* **GOAL OF THE EXERCISE**
All of the data below should be output exactly as given.

* **RECORDED DATA**
►

use std::path::PathBuf;
use tracing::{info, instrument};

use crate::cancel::CancelToken;
use crate::convert::{
    combined_response_to_chart_data, to_price_chart_point, to_sentiment_chart_point,
};
use crate::error::ApiError;
use crate::models::{
    ChartData, ChartDataRequest, Coin, DateRange, PriceChartPoint, SentimentChartPoint,
};
use crate::rest_api::RestApi;
use crate::storage_utils::AsyncStorageManager;
use crate::transport::Transport;

pub const CSV_FILE_NAME: &str = "data.csv";

/// Composes the REST client with shape conversion and the CSV download target.
pub struct DataService<T> {
    api: RestApi<T>,
    downloads: AsyncStorageManager,
}

impl<T: Transport> DataService<T> {
    pub fn new(api: RestApi<T>, downloads: AsyncStorageManager) -> Self {
        Self { api, downloads }
    }

    #[cfg(test)]
    pub(crate) fn transport(&self) -> &T {
        self.api.transport()
    }

    pub async fn get_coins(&self, cancel: &CancelToken) -> Result<Vec<Coin>, ApiError> {
        self.api.list_coins(cancel).await
    }

    pub async fn get_price_chart_data(
        &self,
        coin_id: &str,
        range: Option<DateRange>,
        cancel: &CancelToken,
    ) -> Result<Vec<PriceChartPoint>, ApiError> {
        let records = self.api.get_price_series(coin_id, range, cancel).await?;
        Ok(records.iter().map(to_price_chart_point).collect())
    }

    pub async fn get_fear_greed_chart_data(
        &self,
        range: DateRange,
        cancel: &CancelToken,
    ) -> Result<Vec<SentimentChartPoint>, ApiError> {
        let records = self.api.get_sentiment_series(range, cancel).await?;
        Ok(records.iter().map(to_sentiment_chart_point).collect())
    }

    #[instrument(skip(self, cancel), fields(coin = %request.coin_id))]
    pub async fn get_chart_data(
        &self,
        request: &ChartDataRequest,
        cancel: &CancelToken,
    ) -> Result<ChartData, ApiError> {
        let response = self
            .api
            .get_chart_data(&request.coin_id, request.range, cancel)
            .await?;
        let chart = combined_response_to_chart_data(response);
        info!(
            points = chart.prices.len(),
            pearson = chart.correlation.pearson,
            "chart data loaded"
        );
        Ok(chart)
    }

    /// Downloads the CSV and saves it as `data.csv`; nothing is written on error.
    #[instrument(skip(self, cancel), fields(coin = %request.coin_id))]
    pub async fn export_csv(
        &self,
        request: &ChartDataRequest,
        cancel: &CancelToken,
    ) -> Result<PathBuf, ApiError> {
        let bytes = self
            .api
            .export_csv(&request.coin_id, request.range, cancel)
            .await?;

        if cancel.is_cancelled() {
            return Err(ApiError::Cancelled);
        }

        let path = self
            .downloads
            .save_bytes(CSV_FILE_NAME, &bytes)
            .await
            .map_err(|e| ApiError::Storage(e.to_string()))?;
        info!(path = %path.display(), bytes = bytes.len(), "csv saved");
        Ok(path)
    }
}
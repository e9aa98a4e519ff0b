use serde::{Serialize, de::DeserializeOwned};
use std::path::{Path, PathBuf};
use tokio::fs;

// STORAGE MANAGER

pub struct AsyncStorageManager {
    // Absolute path of the directory everything is read from / written to
    pub base_dir: PathBuf,
}

impl AsyncStorageManager {
    /// Uses `dir` as-is and creates it if needed.
    pub async fn new<P: AsRef<Path>>(dir: P) -> anyhow::Result<Self> {
        let base_dir = dir.as_ref().to_path_buf();

        // Created once here so saves never have to check for the folder.
        if !fs::try_exists(&base_dir).await.unwrap_or(false) {
            fs::create_dir_all(&base_dir).await?;
        }

        Ok(Self { base_dir })
    }

    /// Resolves `relative_path` against the directory of the running executable.
    /// Absolute paths are used unchanged.
    pub async fn new_relative<P: AsRef<Path>>(relative_path: P) -> anyhow::Result<Self> {
        let relative_path = relative_path.as_ref();
        if relative_path.is_absolute() {
            return Self::new(relative_path).await;
        }

        let exe_path = std::env::current_exe()?;
        let base_dir = exe_path
            .parent()
            .ok_or_else(|| anyhow::anyhow!("Could not find binary directory"))?
            .join(relative_path);

        Self::new(base_dir).await
    }

    pub async fn contains(&self, filename: &str) -> bool {
        fs::try_exists(self.json_path(filename)).await.unwrap_or(false)
    }

    /// Serializes `data` to pretty JSON in `<filename>.json`.
    pub async fn save<T: Serialize>(&self, filename: &str, data: &T) -> anyhow::Result<()> {
        let json_bytes = serde_json::to_vec_pretty(data)?;
        self.write_atomic(&format!("{}.json", filename), &json_bytes).await?;
        Ok(())
    }

    pub async fn load<T: DeserializeOwned>(&self, filename: &str) -> anyhow::Result<T> {
        // serde_json validates the bytes while parsing, no need for read_to_string.
        let content = fs::read(self.json_path(filename)).await?;
        let data = serde_json::from_slice(&content)?;
        Ok(data)
    }

    /// Writes raw bytes under the exact `file_name` and returns the final path.
    pub async fn save_bytes(&self, file_name: &str, bytes: &[u8]) -> std::io::Result<PathBuf> {
        self.write_atomic(file_name, bytes).await
    }

    // Write to `<name>.tmp` then rename, so a crash mid-write leaves the old file intact.
    async fn write_atomic(&self, file_name: &str, bytes: &[u8]) -> std::io::Result<PathBuf> {
        let final_path = self.base_dir.join(file_name);
        let tmp_path = self.base_dir.join(format!("{}.tmp", file_name));

        fs::write(&tmp_path, bytes).await?;
        if let Err(e) = fs::rename(&tmp_path, &final_path).await {
            let _ = fs::remove_file(&tmp_path).await;
            return Err(e);
        }

        Ok(final_path)
    }

    fn json_path(&self, filename: &str) -> PathBuf {
        self.base_dir.join(format!("{}.json", filename))
    }
}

◄

* **TASK SOLUTION**
use std::path::PathBuf;
use tracing::{info, instrument};

use crate::cancel::CancelToken;
use crate::convert::{
    combined_response_to_chart_data, to_price_chart_point, to_sentiment_chart_point,
};
use crate::error::ApiError;
use crate::models::{
    ChartData, ChartDataRequest, Coin, DateRange, PriceChartPoint, SentimentChartPoint,
};
use crate::rest_api::RestApi;
use crate::storage_utils::AsyncStorageManager;
use crate::transport::Transport;

pub const CSV_FILE_NAME: &str = "data.csv";

/// Composes the REST client with shape conversion and the CSV download target.
pub struct DataService<T> {
    api: RestApi<T>,
    downloads: AsyncStorageManager,
}

impl<T: Transport> DataService<T> {
    pub fn new(api: RestApi<T>, downloads: AsyncStorageManager) -> Self {
        Self { api, downloads }
    }

    #[cfg(test)]
    pub(crate) fn transport(&self) -> &T {
        self.api.transport()
    }

    pub async fn get_coins(&self, cancel: &CancelToken) -> Result<Vec<Coin>, ApiError> {
        self.api.list_coins(cancel).await
    }

    pub async fn get_price_chart_data(
        &self,
        coin_id: &str,
        range: Option<DateRange>,
        cancel: &CancelToken,
    ) -> Result<Vec<PriceChartPoint>, ApiError> {
        let records = self.api.get_price_series(coin_id, range, cancel).await?;
        Ok(records.iter().map(to_price_chart_point).collect())
    }

    pub async fn get_fear_greed_chart_data(
        &self,
        range: DateRange,
        cancel: &CancelToken,
    ) -> Result<Vec<SentimentChartPoint>, ApiError> {
        let records = self.api.get_sentiment_series(range, cancel).await?;
        Ok(records.iter().map(to_sentiment_chart_point).collect())
    }

    #[instrument(skip(self, cancel), fields(coin = %request.coin_id))]
    pub async fn get_chart_data(
        &self,
        request: &ChartDataRequest,
        cancel: &CancelToken,
    ) -> Result<ChartData, ApiError> {
        let response = self
            .api
            .get_chart_data(&request.coin_id, request.range, cancel)
            .await?;
        let chart = combined_response_to_chart_data(response);
        info!(
            points = chart.prices.len(),
            pearson = chart.correlation.pearson,
            "chart data loaded"
        );
        Ok(chart)
    }

    /// Downloads the CSV and saves it as `data.csv`; nothing is written on error.
    #[instrument(skip(self, cancel), fields(coin = %request.coin_id))]
    pub async fn export_csv(
        &self,
        request: &ChartDataRequest,
        cancel: &CancelToken,
    ) -> Result<PathBuf, ApiError> {
        let bytes = self
            .api
            .export_csv(&request.coin_id, request.range, cancel)
            .await?;

        if cancel.is_cancelled() {
            return Err(ApiError::Cancelled);
        }

        let path = self
            .downloads
            .save_bytes(CSV_FILE_NAME, &bytes)
            .await
            .map_err(|e| ApiError::Storage(e.to_string()))?;
        info!(path = %path.display(), bytes = bytes.len(), "csv saved");
        Ok(path)
    }
}
repository e9aa98a4e519ff0b
use serde::{Serialize, de::DeserializeOwned};
use std::path::{Path, PathBuf};
use tokio::fs;

// STORAGE MANAGER

pub struct AsyncStorageManager {
    // Absolute path of the directory everything is read from / written to
    pub base_dir: PathBuf,
}

impl AsyncStorageManager {
    /// Uses `dir` as-is and creates it if needed.
    pub async fn new<P: AsRef<Path>>(dir: P) -> anyhow::Result<Self> {
        let base_dir = dir.as_ref().to_path_buf();

        // Created once here so saves never have to check for the folder.
        if !fs::try_exists(&base_dir).await.unwrap_or(false) {
            fs::create_dir_all(&base_dir).await?;
        }

        Ok(Self { base_dir })
    }

    /// Resolves `relative_path` against the directory of the running executable.
    /// Absolute paths are used unchanged.
    pub async fn new_relative<P: AsRef<Path>>(relative_path: P) -> anyhow::Result<Self> {
        let relative_path = relative_path.as_ref();
        if relative_path.is_absolute() {
            return Self::new(relative_path).await;
        }

        let exe_path = std::env::current_exe()?;
        let base_dir = exe_path
            .parent()
            .ok_or_else(|| anyhow::anyhow!("Could not find binary directory"))?
            .join(relative_path);

        Self::new(base_dir).await
    }

    pub async fn contains(&self, filename: &str) -> bool {
        fs::try_exists(self.json_path(filename)).await.unwrap_or(false)
    }

    /// Serializes `data` to pretty JSON in `<filename>.json`.
    pub async fn save<T: Serialize>(&self, filename: &str, data: &T) -> anyhow::Result<()> {
        let json_bytes = serde_json::to_vec_pretty(data)?;
        self.write_atomic(&format!("{}.json", filename), &json_bytes).await?;
        Ok(())
    }

    pub async fn load<T: DeserializeOwned>(&self, filename: &str) -> anyhow::Result<T> {
        // serde_json validates the bytes while parsing, no need for read_to_string.
        let content = fs::read(self.json_path(filename)).await?;
        let data = serde_json::from_slice(&content)?;
        Ok(data)
    }

    /// Writes raw bytes under the exact `file_name` and returns the final path.
    pub async fn save_bytes(&self, file_name: &str, bytes: &[u8]) -> std::io::Result<PathBuf> {
        self.write_atomic(file_name, bytes).await
    }

    // Write to `<name>.tmp` then rename, so a crash mid-write leaves the old file intact.
    async fn write_atomic(&self, file_name: &str, bytes: &[u8]) -> std::io::Result<PathBuf> {
        let final_path = self.base_dir.join(file_name);
        let tmp_path = self.base_dir.join(format!("{}.tmp", file_name));

        fs::write(&tmp_path, bytes).await?;
        if let Err(e) = fs::rename(&tmp_path, &final_path).await {
            let _ = fs::remove_file(&tmp_path).await;
            return Err(e);
        }

        Ok(final_path)
    }

    fn json_path(&self, filename: &str) -> PathBuf {
        self.base_dir.join(format!("{}.json", filename))
    }
}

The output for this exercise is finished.